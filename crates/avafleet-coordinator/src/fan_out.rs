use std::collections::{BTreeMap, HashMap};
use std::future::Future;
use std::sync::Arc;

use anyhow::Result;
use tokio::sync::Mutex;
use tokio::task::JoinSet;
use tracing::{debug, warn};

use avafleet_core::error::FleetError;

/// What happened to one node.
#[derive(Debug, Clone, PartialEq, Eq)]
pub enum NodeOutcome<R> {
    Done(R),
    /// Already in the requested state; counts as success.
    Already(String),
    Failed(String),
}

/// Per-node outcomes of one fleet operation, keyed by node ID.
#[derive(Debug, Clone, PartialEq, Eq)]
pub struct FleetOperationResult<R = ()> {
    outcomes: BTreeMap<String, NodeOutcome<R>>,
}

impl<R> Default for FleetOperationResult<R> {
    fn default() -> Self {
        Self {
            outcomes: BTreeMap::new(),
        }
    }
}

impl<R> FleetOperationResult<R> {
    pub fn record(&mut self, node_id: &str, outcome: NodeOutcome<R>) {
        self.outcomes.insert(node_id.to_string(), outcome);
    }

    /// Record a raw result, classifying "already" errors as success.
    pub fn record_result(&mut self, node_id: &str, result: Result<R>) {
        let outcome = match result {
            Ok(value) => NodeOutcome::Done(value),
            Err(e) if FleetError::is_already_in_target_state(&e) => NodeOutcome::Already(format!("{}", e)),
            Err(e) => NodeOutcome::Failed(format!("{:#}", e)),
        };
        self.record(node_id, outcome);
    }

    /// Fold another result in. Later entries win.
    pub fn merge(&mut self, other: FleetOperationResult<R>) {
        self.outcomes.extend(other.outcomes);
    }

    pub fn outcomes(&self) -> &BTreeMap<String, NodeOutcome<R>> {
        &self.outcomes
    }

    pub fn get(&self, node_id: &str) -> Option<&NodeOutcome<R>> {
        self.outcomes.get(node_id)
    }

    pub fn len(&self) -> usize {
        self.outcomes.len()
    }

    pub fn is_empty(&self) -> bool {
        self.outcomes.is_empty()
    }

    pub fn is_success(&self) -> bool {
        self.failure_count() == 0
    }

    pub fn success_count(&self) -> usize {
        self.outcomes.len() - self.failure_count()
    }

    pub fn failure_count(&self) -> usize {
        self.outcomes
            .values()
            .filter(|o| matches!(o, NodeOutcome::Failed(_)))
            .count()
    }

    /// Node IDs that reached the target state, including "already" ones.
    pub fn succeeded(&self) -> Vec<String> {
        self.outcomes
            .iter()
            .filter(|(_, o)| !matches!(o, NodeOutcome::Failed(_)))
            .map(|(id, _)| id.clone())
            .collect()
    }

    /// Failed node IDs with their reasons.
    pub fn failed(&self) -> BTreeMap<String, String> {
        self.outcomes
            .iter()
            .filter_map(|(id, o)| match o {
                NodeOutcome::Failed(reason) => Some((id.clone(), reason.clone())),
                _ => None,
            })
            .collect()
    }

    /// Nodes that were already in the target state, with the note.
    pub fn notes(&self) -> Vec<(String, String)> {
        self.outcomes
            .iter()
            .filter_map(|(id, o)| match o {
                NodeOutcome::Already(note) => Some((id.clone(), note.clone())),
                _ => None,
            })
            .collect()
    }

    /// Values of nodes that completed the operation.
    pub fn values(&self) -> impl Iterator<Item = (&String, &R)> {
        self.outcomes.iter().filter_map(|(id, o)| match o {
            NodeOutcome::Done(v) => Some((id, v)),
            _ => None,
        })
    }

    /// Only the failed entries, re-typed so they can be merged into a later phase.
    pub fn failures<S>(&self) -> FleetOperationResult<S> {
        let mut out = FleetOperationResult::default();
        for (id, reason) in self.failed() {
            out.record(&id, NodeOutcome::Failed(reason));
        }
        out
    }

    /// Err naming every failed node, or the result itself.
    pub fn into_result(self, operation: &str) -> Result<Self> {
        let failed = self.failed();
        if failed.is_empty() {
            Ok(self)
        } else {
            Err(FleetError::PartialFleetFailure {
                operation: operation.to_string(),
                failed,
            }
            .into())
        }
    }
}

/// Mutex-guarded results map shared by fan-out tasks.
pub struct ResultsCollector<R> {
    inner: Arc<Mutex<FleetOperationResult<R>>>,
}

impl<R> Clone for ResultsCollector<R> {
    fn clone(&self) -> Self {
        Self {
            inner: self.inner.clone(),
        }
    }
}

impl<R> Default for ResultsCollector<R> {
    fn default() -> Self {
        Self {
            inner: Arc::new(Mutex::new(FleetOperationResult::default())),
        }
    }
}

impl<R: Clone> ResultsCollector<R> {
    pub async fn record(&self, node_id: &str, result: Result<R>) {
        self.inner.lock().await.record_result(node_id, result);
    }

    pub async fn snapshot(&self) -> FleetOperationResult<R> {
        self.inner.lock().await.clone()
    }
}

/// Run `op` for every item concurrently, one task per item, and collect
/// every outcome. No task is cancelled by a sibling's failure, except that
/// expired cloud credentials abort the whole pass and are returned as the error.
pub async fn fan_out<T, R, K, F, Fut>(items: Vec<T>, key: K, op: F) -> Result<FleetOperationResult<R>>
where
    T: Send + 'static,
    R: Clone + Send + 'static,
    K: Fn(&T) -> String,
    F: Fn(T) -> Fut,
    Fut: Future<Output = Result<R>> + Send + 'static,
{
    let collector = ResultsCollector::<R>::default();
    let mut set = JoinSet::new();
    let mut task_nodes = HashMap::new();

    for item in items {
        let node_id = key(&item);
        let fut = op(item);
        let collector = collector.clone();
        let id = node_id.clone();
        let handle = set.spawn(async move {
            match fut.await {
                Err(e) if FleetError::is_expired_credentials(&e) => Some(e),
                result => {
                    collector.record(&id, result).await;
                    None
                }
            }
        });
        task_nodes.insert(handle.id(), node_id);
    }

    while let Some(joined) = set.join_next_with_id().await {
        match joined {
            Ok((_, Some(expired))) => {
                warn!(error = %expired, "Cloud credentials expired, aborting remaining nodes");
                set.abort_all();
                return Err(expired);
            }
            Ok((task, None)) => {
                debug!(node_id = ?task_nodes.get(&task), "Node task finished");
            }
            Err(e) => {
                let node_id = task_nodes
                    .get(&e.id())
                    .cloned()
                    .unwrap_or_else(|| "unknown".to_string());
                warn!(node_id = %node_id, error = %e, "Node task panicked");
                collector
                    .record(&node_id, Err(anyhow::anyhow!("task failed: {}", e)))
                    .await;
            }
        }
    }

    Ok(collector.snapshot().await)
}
---
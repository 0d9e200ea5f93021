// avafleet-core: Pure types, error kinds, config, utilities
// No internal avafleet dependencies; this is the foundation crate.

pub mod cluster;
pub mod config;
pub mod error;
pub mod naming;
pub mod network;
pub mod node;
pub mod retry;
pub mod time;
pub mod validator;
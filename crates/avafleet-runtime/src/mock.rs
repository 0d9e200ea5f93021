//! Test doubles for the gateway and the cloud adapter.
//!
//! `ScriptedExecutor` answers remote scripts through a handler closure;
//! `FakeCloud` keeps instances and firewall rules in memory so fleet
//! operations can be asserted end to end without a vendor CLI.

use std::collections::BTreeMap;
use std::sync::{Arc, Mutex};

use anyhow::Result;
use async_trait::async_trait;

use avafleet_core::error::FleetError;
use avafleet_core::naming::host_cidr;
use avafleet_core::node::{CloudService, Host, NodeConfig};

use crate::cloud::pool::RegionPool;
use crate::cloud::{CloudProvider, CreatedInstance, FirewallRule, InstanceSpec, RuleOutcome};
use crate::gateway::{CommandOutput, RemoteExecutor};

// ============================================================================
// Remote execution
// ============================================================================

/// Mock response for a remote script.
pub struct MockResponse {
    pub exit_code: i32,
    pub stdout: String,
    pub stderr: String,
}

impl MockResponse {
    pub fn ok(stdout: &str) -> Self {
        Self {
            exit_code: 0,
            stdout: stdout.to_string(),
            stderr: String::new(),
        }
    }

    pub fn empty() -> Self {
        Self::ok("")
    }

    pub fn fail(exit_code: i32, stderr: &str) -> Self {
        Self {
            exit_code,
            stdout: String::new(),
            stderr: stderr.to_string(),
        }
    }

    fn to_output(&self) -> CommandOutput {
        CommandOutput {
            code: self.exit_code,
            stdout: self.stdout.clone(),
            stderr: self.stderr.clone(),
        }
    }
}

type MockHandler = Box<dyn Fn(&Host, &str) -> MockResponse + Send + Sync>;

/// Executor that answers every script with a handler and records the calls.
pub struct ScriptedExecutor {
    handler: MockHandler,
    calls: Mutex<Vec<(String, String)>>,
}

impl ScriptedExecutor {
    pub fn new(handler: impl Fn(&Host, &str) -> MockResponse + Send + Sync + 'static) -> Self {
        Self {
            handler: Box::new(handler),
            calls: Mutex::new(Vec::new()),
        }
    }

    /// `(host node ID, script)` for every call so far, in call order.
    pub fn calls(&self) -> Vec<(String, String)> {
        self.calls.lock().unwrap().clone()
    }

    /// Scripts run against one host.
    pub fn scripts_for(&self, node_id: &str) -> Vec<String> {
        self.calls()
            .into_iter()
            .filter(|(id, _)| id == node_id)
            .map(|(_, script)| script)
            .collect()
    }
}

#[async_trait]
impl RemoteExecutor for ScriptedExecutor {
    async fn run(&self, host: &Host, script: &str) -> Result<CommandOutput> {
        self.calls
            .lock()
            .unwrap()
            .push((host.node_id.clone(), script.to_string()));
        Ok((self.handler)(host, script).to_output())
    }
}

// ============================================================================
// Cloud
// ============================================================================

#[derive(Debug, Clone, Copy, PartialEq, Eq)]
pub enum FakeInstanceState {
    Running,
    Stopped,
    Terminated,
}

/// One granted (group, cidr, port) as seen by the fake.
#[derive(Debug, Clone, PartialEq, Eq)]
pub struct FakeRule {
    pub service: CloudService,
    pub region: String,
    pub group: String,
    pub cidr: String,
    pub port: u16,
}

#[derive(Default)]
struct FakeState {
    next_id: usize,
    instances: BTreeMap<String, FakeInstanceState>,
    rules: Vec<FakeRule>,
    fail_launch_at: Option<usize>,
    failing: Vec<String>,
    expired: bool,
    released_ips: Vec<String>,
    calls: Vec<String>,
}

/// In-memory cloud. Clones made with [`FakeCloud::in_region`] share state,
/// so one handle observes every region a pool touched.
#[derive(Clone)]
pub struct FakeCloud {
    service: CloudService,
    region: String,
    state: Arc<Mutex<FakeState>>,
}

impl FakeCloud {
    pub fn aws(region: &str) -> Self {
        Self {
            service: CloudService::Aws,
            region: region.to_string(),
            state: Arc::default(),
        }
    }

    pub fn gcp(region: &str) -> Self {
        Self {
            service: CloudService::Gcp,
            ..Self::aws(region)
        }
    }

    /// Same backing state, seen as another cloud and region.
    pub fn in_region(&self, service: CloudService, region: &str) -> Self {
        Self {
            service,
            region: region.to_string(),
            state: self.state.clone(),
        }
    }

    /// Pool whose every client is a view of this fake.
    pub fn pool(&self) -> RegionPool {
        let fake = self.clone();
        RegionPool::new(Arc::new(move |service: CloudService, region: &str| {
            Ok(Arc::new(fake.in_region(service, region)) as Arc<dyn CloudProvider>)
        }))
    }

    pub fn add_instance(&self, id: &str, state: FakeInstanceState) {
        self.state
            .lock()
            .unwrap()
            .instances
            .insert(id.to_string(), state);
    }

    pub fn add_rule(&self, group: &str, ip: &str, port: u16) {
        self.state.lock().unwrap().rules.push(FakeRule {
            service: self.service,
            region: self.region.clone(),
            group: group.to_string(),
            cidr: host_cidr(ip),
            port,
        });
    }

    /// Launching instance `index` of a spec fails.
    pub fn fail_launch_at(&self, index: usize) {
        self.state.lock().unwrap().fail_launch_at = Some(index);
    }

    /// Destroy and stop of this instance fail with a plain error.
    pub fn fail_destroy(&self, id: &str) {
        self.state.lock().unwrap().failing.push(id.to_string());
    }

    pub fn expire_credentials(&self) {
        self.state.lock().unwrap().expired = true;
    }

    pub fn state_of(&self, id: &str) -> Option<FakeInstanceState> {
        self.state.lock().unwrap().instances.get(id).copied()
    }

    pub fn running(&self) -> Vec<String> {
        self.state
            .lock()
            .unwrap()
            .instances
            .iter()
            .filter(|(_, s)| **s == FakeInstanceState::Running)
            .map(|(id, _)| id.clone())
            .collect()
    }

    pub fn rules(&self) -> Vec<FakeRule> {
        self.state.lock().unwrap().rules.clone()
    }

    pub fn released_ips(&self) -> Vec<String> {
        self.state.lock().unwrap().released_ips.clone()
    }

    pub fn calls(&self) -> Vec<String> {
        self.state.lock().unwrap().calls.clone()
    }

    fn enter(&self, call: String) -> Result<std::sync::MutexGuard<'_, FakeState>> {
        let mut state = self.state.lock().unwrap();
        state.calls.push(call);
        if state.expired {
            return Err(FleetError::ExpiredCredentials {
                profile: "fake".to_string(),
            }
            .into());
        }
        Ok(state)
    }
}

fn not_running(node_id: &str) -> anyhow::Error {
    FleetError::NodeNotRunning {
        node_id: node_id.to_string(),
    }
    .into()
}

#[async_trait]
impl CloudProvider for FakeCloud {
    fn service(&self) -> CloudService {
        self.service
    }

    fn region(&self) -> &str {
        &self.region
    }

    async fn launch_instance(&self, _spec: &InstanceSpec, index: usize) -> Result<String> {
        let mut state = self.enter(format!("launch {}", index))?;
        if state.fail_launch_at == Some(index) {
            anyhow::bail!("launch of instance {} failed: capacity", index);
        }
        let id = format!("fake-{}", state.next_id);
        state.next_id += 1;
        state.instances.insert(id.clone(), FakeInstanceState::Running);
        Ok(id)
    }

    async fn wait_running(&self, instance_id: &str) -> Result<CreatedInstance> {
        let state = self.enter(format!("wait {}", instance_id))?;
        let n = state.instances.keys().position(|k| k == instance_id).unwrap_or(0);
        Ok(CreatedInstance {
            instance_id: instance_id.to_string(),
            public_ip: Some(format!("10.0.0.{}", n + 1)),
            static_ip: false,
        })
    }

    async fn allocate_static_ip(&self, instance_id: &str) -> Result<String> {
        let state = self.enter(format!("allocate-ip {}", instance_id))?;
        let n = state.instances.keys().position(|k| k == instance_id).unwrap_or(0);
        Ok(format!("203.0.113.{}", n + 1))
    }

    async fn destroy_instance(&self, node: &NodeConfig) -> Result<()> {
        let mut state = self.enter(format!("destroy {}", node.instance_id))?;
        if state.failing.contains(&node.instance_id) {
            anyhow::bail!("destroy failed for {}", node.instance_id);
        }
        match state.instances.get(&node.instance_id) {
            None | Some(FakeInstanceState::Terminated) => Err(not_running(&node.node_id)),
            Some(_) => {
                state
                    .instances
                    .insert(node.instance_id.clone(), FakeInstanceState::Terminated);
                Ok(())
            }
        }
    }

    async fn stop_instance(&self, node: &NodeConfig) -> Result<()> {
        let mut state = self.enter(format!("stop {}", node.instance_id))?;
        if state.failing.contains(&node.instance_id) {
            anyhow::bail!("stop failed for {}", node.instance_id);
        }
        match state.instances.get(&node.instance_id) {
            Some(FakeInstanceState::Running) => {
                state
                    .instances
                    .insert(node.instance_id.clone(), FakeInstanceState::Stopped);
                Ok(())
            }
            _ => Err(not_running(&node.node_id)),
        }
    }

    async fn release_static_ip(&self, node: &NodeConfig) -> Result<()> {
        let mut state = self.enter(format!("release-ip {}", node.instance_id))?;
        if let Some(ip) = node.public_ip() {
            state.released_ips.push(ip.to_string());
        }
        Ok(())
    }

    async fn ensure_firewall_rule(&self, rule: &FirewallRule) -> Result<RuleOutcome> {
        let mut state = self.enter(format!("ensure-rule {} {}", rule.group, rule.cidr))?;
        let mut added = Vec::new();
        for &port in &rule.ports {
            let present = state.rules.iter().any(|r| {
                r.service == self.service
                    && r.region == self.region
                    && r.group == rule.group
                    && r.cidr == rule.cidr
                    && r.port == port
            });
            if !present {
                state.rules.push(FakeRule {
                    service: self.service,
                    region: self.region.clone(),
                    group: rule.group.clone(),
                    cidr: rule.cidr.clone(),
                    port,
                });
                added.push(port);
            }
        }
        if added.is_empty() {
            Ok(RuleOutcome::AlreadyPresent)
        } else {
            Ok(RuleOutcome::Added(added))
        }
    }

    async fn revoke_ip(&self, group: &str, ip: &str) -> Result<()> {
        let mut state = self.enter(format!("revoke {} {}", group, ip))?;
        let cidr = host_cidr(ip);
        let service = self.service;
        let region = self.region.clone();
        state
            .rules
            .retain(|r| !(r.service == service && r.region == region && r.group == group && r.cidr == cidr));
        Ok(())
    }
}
* * *
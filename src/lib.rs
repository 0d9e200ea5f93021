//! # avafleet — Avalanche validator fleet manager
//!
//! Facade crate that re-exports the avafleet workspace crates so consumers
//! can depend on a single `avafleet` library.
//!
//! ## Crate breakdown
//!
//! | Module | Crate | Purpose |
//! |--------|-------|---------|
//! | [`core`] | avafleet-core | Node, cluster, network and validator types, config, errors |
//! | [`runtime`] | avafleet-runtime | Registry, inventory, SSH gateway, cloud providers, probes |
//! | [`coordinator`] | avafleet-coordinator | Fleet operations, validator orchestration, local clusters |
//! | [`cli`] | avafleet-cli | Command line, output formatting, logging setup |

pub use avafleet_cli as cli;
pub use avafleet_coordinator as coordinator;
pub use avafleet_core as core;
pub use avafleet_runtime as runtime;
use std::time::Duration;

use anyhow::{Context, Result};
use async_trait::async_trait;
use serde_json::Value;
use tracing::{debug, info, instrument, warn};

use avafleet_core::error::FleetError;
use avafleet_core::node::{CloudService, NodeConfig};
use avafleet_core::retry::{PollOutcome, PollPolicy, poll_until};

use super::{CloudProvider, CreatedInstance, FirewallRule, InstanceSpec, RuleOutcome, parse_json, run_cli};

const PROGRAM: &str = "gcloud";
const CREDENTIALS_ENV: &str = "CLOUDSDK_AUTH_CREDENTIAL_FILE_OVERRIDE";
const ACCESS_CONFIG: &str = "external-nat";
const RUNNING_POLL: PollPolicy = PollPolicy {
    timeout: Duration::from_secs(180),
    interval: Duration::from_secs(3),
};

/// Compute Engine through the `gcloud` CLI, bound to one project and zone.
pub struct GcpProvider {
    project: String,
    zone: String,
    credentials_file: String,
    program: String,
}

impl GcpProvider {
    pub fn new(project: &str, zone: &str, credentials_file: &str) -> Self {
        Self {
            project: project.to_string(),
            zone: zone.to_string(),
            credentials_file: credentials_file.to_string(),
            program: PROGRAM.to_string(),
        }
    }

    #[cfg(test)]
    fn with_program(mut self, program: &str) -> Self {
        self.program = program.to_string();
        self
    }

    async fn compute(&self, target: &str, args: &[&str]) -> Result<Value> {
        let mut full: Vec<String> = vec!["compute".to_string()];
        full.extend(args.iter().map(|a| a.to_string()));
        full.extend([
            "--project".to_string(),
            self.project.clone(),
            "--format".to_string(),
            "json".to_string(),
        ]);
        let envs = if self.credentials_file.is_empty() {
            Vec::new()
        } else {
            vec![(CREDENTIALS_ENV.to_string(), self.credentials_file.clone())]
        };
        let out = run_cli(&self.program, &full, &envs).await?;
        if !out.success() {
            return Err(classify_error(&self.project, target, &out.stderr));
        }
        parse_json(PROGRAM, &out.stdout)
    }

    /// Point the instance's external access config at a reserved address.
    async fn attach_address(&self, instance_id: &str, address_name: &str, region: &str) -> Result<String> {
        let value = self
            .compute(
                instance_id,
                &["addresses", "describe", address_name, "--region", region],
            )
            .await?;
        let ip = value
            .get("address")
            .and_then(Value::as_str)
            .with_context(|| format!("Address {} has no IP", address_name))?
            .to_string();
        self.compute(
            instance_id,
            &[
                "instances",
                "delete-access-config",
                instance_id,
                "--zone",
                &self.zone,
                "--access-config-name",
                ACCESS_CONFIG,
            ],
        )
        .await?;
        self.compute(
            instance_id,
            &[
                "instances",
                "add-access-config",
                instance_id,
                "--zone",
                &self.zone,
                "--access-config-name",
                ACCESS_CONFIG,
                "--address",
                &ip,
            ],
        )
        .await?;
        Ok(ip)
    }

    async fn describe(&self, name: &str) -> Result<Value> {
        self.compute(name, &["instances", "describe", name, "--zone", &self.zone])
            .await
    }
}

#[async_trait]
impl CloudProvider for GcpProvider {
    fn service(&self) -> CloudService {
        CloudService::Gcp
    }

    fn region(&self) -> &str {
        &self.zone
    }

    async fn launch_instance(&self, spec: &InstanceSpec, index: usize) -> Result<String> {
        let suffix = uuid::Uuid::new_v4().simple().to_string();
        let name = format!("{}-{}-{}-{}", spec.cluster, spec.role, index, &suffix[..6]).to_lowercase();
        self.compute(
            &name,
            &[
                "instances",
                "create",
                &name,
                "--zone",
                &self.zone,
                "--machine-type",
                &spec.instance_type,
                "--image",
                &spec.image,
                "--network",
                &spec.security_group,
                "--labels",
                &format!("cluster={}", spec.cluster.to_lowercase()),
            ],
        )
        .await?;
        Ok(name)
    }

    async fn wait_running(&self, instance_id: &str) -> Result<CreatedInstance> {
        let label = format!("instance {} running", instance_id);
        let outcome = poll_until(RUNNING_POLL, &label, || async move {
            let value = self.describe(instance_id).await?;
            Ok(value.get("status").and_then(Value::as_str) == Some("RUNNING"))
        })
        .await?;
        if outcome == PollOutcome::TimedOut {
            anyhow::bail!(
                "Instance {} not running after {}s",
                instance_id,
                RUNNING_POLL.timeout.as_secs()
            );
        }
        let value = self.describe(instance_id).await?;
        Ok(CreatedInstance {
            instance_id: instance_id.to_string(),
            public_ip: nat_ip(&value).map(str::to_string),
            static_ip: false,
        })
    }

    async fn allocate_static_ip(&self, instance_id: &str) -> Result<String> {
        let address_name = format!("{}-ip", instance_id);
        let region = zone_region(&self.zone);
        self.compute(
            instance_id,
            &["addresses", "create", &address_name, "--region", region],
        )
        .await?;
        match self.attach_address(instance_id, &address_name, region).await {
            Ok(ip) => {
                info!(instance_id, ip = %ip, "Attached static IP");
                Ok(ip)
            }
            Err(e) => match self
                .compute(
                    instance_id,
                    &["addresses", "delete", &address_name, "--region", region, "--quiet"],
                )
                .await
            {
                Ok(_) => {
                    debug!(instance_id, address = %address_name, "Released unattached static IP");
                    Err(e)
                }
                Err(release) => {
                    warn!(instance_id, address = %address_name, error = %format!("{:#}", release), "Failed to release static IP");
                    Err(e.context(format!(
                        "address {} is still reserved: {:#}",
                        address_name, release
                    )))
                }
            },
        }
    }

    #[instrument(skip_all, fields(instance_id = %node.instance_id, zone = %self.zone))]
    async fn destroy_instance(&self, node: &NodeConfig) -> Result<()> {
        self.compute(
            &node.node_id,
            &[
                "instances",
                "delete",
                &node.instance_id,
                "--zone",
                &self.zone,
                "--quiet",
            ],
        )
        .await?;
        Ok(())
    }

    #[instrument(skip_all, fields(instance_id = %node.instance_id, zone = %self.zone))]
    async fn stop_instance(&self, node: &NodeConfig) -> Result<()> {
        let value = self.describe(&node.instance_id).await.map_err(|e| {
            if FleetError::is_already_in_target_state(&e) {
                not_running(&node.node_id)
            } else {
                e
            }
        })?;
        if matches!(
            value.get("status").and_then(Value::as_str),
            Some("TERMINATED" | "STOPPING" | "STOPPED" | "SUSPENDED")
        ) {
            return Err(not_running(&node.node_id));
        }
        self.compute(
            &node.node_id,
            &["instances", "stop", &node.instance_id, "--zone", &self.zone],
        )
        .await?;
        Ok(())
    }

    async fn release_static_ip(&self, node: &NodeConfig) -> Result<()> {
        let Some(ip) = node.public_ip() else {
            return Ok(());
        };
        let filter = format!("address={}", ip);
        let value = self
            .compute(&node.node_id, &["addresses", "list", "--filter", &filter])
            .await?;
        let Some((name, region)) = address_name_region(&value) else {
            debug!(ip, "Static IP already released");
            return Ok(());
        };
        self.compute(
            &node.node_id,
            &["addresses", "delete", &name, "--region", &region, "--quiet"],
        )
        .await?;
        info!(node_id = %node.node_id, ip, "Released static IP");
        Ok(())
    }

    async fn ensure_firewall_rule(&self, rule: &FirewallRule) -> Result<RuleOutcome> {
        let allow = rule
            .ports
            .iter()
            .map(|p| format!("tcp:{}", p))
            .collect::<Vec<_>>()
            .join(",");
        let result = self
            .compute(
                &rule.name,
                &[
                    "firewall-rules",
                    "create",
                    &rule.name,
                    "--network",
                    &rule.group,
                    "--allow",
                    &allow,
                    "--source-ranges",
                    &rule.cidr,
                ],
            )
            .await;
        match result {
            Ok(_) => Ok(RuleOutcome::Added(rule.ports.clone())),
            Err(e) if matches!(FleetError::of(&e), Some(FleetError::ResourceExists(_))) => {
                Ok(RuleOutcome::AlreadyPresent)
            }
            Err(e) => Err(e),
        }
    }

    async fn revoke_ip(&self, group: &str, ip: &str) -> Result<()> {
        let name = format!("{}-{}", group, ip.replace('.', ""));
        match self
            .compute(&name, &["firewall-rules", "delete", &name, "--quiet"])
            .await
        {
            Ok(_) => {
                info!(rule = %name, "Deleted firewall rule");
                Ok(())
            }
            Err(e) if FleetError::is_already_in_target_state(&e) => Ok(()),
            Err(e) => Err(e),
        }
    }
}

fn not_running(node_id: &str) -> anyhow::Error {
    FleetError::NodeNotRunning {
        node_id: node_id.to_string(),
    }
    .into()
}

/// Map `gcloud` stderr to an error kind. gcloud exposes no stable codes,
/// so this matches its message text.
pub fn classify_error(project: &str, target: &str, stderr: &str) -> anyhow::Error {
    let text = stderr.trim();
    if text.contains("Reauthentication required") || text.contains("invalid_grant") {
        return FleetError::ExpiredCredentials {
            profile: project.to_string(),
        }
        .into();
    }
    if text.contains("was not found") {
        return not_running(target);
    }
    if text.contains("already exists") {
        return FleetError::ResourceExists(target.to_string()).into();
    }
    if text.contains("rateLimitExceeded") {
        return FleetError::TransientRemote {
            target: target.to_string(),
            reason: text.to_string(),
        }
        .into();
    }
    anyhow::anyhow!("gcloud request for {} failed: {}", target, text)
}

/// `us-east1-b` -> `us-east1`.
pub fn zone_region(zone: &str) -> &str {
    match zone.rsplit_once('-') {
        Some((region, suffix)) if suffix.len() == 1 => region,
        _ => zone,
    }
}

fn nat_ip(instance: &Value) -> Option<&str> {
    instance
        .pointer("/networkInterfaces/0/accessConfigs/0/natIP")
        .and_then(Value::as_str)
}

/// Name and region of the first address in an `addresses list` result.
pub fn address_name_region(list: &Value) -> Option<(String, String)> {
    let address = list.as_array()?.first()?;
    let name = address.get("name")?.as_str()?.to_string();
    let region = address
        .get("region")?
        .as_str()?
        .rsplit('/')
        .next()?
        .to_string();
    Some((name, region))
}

Problem statement: Count how many lines above contain the word "crates". Reply with the number alone.

Solution: 3